2006 Limerick Senior Hurling Championship
- Dates: 25 May – 15 October 2006
- Teams: 16
- Sponsor: Limerick's Live 95 FM
- Champions: Bruree (2nd title) Stephen McDonagh (captain) John Tuohy (manager)
- Runners-up: Patrickswell Barry Foley (captain) John O'Brien (manager)
- Relegated: Dromin/Athlacca Monaleen

Tournament statistics
- Matches played: 31
- Top scorer(s): Kevin Tobin (3–37)

= 2006 Limerick Senior Hurling Championship =

Annual hurling competition season

The 2006 Limerick Senior Hurling Championship was the 112th staging of the Limerick Senior Hurling Championship since its establishment by the Limerick County Board in 1887. The championship ran from 25 May to 15 October 2006.

Garryspillane entered the championship as the defending champions, however, they were beaten by Granagh-Ballingarry in the third round. Dromin/Athlacca and Monaleen were relegated.

The final was played on 15 October 2006 at the Gaelic Grounds in Limerick, between Bruree and Patrickswell, in what was their second meeting in the final overall and a first final meeting in 24 years. Bruree won the match by 1–16 to 1–15 to claim their second championship title overall and a first title in 113 years.

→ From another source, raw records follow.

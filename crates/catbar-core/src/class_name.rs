//! Utility-class helpers for markup output.
//!
//! [`merge_classes`] joins class lists so that a later utility overrides an
//! earlier one from the same conflict group (`bg-red-500` then `bg-blue-500`
//! keeps only `bg-blue-500`). Variant prefixes such as `dark:` or `hover:`
//! scope the group, so `bg-white dark:bg-black` keeps both.

use std::collections::HashSet;

const CLASS_PREFIX: &str = "tremor";

const DISPLAY: &[&str] = &[
    "block",
    "inline-block",
    "inline",
    "flex",
    "inline-flex",
    "grid",
    "inline-grid",
    "contents",
    "table",
    "hidden",
];

const POSITION: &[&str] = &["static", "fixed", "absolute", "relative", "sticky"];

const TEXT_SIZES: &[&str] = &[
    "xs",
    "sm",
    "base",
    "lg",
    "xl",
    "2xl",
    "3xl",
    "4xl",
    "5xl",
    "6xl",
    "7xl",
    "8xl",
    "9xl",
    "tremor-default",
    "tremor-title",
    "tremor-metric",
    "tremor-label",
];

const TEXT_ALIGN: &[&str] = &["left", "center", "right", "justify", "start", "end"];

const FLEX_DIRECTION: &[&str] = &["row", "row-reverse", "col", "col-reverse"];

const FONT_WEIGHTS: &[&str] = &[
    "thin",
    "extralight",
    "light",
    "normal",
    "medium",
    "semibold",
    "bold",
    "extrabold",
    "black",
];

const BORDER_STYLES: &[&str] = &["solid", "dashed", "dotted", "double", "hidden", "none"];

const BG_POSITIONS: &[&str] = &[
    "bottom",
    "center",
    "left",
    "left-bottom",
    "left-top",
    "right",
    "right-bottom",
    "right-top",
    "top",
];

/// Box sides; logical `s`/`e` sit beside the physical ones.
const SIDES: &[&str] = &["x", "y", "t", "r", "b", "l", "s", "e"];

const CORNERS: &[&str] = &[
    "t", "r", "b", "l", "s", "e", "tl", "tr", "br", "bl", "ss", "se", "ee", "es",
];

/// Build the namespaced hook class for one part of a component,
/// e.g. `make_class_name("CategoryBar", "root")` is `tremor-CategoryBar-root`.
#[must_use]
pub fn make_class_name(component: &str, part: &str) -> String {
    format!("{CLASS_PREFIX}-{component}-{part}")
}

/// Merge class lists; later conflicting utilities win.
///
/// Each argument may hold several whitespace-separated classes. Surviving
/// classes keep the position of their last occurrence. A shorthand also
/// removes earlier classes for the sides it covers, so `px-2 p-4` keeps
/// only `p-4` while `p-4 px-2` keeps both.
#[must_use]
pub fn merge_classes(lists: &[&str]) -> String {
    let classes: Vec<&str> = lists
        .iter()
        .flat_map(|list| list.split_whitespace())
        .collect();

    let mut claimed: HashSet<String> = HashSet::new();
    let mut kept: Vec<&str> = Vec::with_capacity(classes.len());

    for class in classes.into_iter().rev() {
        let (scope, group) = conflict_key(class);
        let key = format!("{scope}{group}");
        if !claimed.insert(key) {
            continue;
        }
        claimed.extend(
            covered_groups(&group)
                .into_iter()
                .map(|covered| format!("{scope}{covered}")),
        );
        kept.push(class);
    }

    kept.reverse();
    kept.join(" ")
}

/// Variant scope (`dark:`, `hover:`, `!`) and conflict group of one class.
fn conflict_key(class: &str) -> (String, String) {
    let (variant, utility) = split_variant(class);
    let important = if utility.starts_with('!') { "!" } else { "" };
    let utility = utility.trim_start_matches('!').trim_start_matches('-');
    (format!("{variant}{important}"), utility_group(utility))
}

fn split_variant(class: &str) -> (&str, &str) {
    // Colons inside arbitrary values (`bg-[url(a:b)]`) are not variant separators.
    let mut depth = 0usize;
    let mut split = None;
    for (i, c) in class.char_indices() {
        match c {
            '[' => depth += 1,
            ']' => depth = depth.saturating_sub(1),
            ':' if depth == 0 => split = Some(i),
            _ => {}
        }
    }
    match split {
        Some(i) => class.split_at(i + 1),
        None => ("", class),
    }
}

fn utility_group(utility: &str) -> String {
    // Hook classes only ever conflict with themselves.
    if utility.starts_with(CLASS_PREFIX) {
        return utility.into();
    }
    if DISPLAY.contains(&utility) {
        return "display".into();
    }
    if POSITION.contains(&utility) {
        return "position".into();
    }

    let (head, rest) = utility.split_once('-').unwrap_or((utility, ""));
    match head {
        "text" => text_group(rest).into(),
        "font" if FONT_WEIGHTS.contains(&rest) => "font-weight".into(),
        "font" => "font-family".into(),
        "bg" => bg_group(rest).into(),
        "border" => border_group(rest),
        "ring" => ring_group(rest).into(),
        "outline" | "divide" | "stroke" => line_group(head, rest),
        "rounded" => match rest.split('-').next() {
            Some(corner) if CORNERS.contains(&corner) => format!("rounded-{corner}"),
            _ => "rounded".into(),
        },
        "flex" => flex_group(rest).into(),
        "gap" | "overflow" | "overscroll" | "inset" | "translate" | "scale" | "space" => {
            axis_group(head, rest)
        }
        "justify" | "grid" | "col" | "row" | "max" | "min" => {
            match rest.split('-').next().filter(|s| !s.is_empty()) {
                Some(kind) if head != "justify" || kind == "items" || kind == "self" => {
                    format!("{head}-{kind}")
                }
                _ => head.into(),
            }
        }
        _ => head.into(),
    }
}

fn text_group(rest: &str) -> &'static str {
    if TEXT_SIZES.contains(&rest) {
        "text-size"
    } else if TEXT_ALIGN.contains(&rest) {
        "text-align"
    } else {
        "text-color"
    }
}

fn bg_group(rest: &str) -> &'static str {
    match rest {
        _ if rest.starts_with("opacity-") => "bg-opacity",
        "fixed" | "local" | "scroll" => "bg-attachment",
        "auto" | "cover" | "contain" => "bg-size",
        _ if rest == "none" || rest.starts_with("gradient-") => "bg-image",
        _ if rest.starts_with("repeat") || rest == "no-repeat" => "bg-repeat",
        _ if rest.starts_with("clip-") => "bg-clip",
        _ if rest.starts_with("origin-") => "bg-origin",
        _ if BG_POSITIONS.contains(&rest) => "bg-position",
        _ => "bg-color",
    }
}

fn border_group(rest: &str) -> String {
    if BORDER_STYLES.contains(&rest) {
        return "border-style".into();
    }
    if let Some(spacing) = rest.strip_prefix("spacing") {
        return axis_group("border-spacing", spacing);
    }
    match rest {
        "collapse" | "separate" => return "border-collapse".into(),
        _ if rest.starts_with("opacity-") => return "border-opacity".into(),
        _ => {}
    }
    let (first, tail) = rest.split_once('-').unwrap_or((rest, ""));
    if SIDES.contains(&first) {
        let kind = if is_width(tail) { "border-w" } else { "border-color" };
        return format!("{kind}-{first}");
    }
    let kind = if is_width(rest) { "border-w" } else { "border-color" };
    kind.into()
}

fn ring_group(rest: &str) -> &'static str {
    if rest == "inset" {
        return "ring-inset";
    }
    if let Some(offset) = rest.strip_prefix("offset-") {
        return if is_width(offset) {
            "ring-offset-width"
        } else {
            "ring-offset-color"
        };
    }
    if rest.starts_with("opacity-") {
        "ring-opacity"
    } else if is_width(rest) {
        "ring-width"
    } else {
        "ring-color"
    }
}

/// Width, style and color groups shared by `outline`, `divide` and `stroke`.
fn line_group(head: &str, rest: &str) -> String {
    let (first, tail) = rest.split_once('-').unwrap_or((rest, ""));
    if head == "divide" && (first == "x" || first == "y") {
        return if tail == "reverse" {
            format!("divide-{first}-reverse")
        } else {
            format!("divide-{first}")
        };
    }
    if head == "outline" && first == "offset" {
        return "outline-offset".into();
    }
    if BORDER_STYLES.contains(&rest) {
        return format!("{head}-style");
    }
    let kind = if is_width(rest) { "width" } else { "color" };
    format!("{head}-{kind}")
}

fn flex_group(rest: &str) -> &'static str {
    if FLEX_DIRECTION.contains(&rest) {
        "flex-direction"
    } else if rest.starts_with("wrap") || rest == "nowrap" {
        "flex-wrap"
    } else {
        "flex"
    }
}

/// `gap-4` and `gap-x-4` are distinct groups; `gap` covers both axes.
fn axis_group(head: &str, rest: &str) -> String {
    let rest = rest.trim_start_matches('-');
    match rest.split_once('-').map_or(rest, |(axis, _)| axis) {
        axis @ ("x" | "y") => format!("{head}-{axis}"),
        _ => head.into(),
    }
}

/// Bare widths (`border`, `ring-2`) and arbitrary lengths (`border-[3px]`).
fn is_width(value: &str) -> bool {
    value.chars().all(|c| c.is_ascii_digit())
        || (value.starts_with('[') && value.ends_with("px]"))
}

/// Groups an earlier class loses to when this group appears later.
fn covered_groups(group: &str) -> Vec<String> {
    let expand = |prefix: &str, parts: &[&str]| -> Vec<String> {
        parts.iter().map(|part| format!("{prefix}{part}")).collect()
    };
    match group {
        "p" | "m" => expand(group, SIDES),
        "px" | "mx" => expand(&group[..1], &["l", "r", "s", "e"]),
        "py" | "my" => expand(&group[..1], &["t", "b"]),
        "border-w" | "border-color" => expand(&format!("{group}-"), SIDES),
        "border-w-x" | "border-color-x" => {
            expand(&group[..group.len() - 1], &["l", "r", "s", "e"])
        }
        "border-w-y" | "border-color-y" => expand(&group[..group.len() - 1], &["t", "b"]),
        "rounded" => expand("rounded-", CORNERS),
        "rounded-t" => expand("rounded-", &["tl", "tr"]),
        "rounded-r" => expand("rounded-", &["tr", "br"]),
        "rounded-b" => expand("rounded-", &["br", "bl"]),
        "rounded-l" => expand("rounded-", &["tl", "bl"]),
        "rounded-s" => expand("rounded-", &["ss", "es"]),
        "rounded-e" => expand("rounded-", &["se", "ee"]),
        "gap" | "overflow" | "overscroll" | "scale" | "border-spacing" => {
            expand(&format!("{group}-"), &["x", "y"])
        }
        "inset" => expand("", &["inset-x", "inset-y", "top", "right", "bottom", "left"]),
        "inset-x" => expand("", &["left", "right"]),
        "inset-y" => expand("", &["top", "bottom"]),
        "size" => expand("", &["w", "h"]),
        _ => Vec::new(),
    }
}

Murroe-Boher's Kevin Tobin was the championship's top scorer with 3–37.

==Format change==

For the third year in succession, a new format was introduced. The group stages were abolished in favour of a double-elimination format.
- First round: The 16 teams were drawn against each other. The eight winning teams progressed to the second round winners group. The eight losing teams progressed to the second round losers group.
- Second round (winners group): The eight teams were drawn against each other. The four winning teams progressed to the quarter-finals. The four losing teams progressed to the third round.
- Second round (losers group): The eight teams were drawn against each other. The four winning teams progressed to the third round. The four losing teams progressed to the relegation playoffs.
- Relegation playoffs: The four teams were drawn against each other. The two losing teams were relegated from the championship.
- Third round: The eight teams were drawn against each other. The four winning teams progressed to the quarter-finals. The four losing teams were eliminated from the championship.
- Quarter-finals: The eight teams were drawn against each other. The four winning teams progressed to the semi-finals. The four losing teams were eliminated from the championship.
- Semi-finals: The four teams were drawn against each other. The two winning teams progressed to the semi-finals. The two losing teams were eliminated from the championship.
- Final: The two teams played each other to determine the champions.

==Team changes==
===To Championship===

Promoted from the Limerick Intermediate Hurling Championship:
- Granagh-Ballingarry

===From Championship===

Relegated to the Limerick Intermediate Hurling Championship:
- Ballybrown

==Championship statistics==
===Top scorers===

| Rank | Player | Club | Tally | Total | Matches | Average |
| 1 | Kevin Tobin | Murroe-Boher | 3–37 | 46 | 5 | 9.20 |
| 2 | Barry Foley | Patrickswell | 3–29 | 38 | 5 | 7.60 |
| 3 | Mike FitzGerald | Doon | 4–23 | 35 | 3 | 11.66 |
| 4 | Stephen O'Halloran | Bruree | 1–31 | 34 | 6 | 5.66 |
| 5 | Conor Fitzgerald | Adare | 2–22 | 28 | 3 | 9.33 |
| 6 | Niall Moran | Ahane | 3–18 | 27 | 3 | 9.00 |
| Andrew O'Shaughnessy | Kilmallock | 3–18 | 27 | 4 | 6.75 |
| 8 | Paul Neenan | Dromin/Athlacca | 1–24 | 27 | 3 | 9.00 |
| 9 | Denis O'Connor | Granagh-Ballingarry | 3–37 | 26 | 3 | 8.66 |
| 10 | Gerard O'Brien | Bruree | 3–15 | 24 | 5 | 4.80 |

===Miscellaneous===

- Knockainey hurler, Willie O'Brien, died suddenly on the day before the club's relegation playoff with Dromin/Athlacca.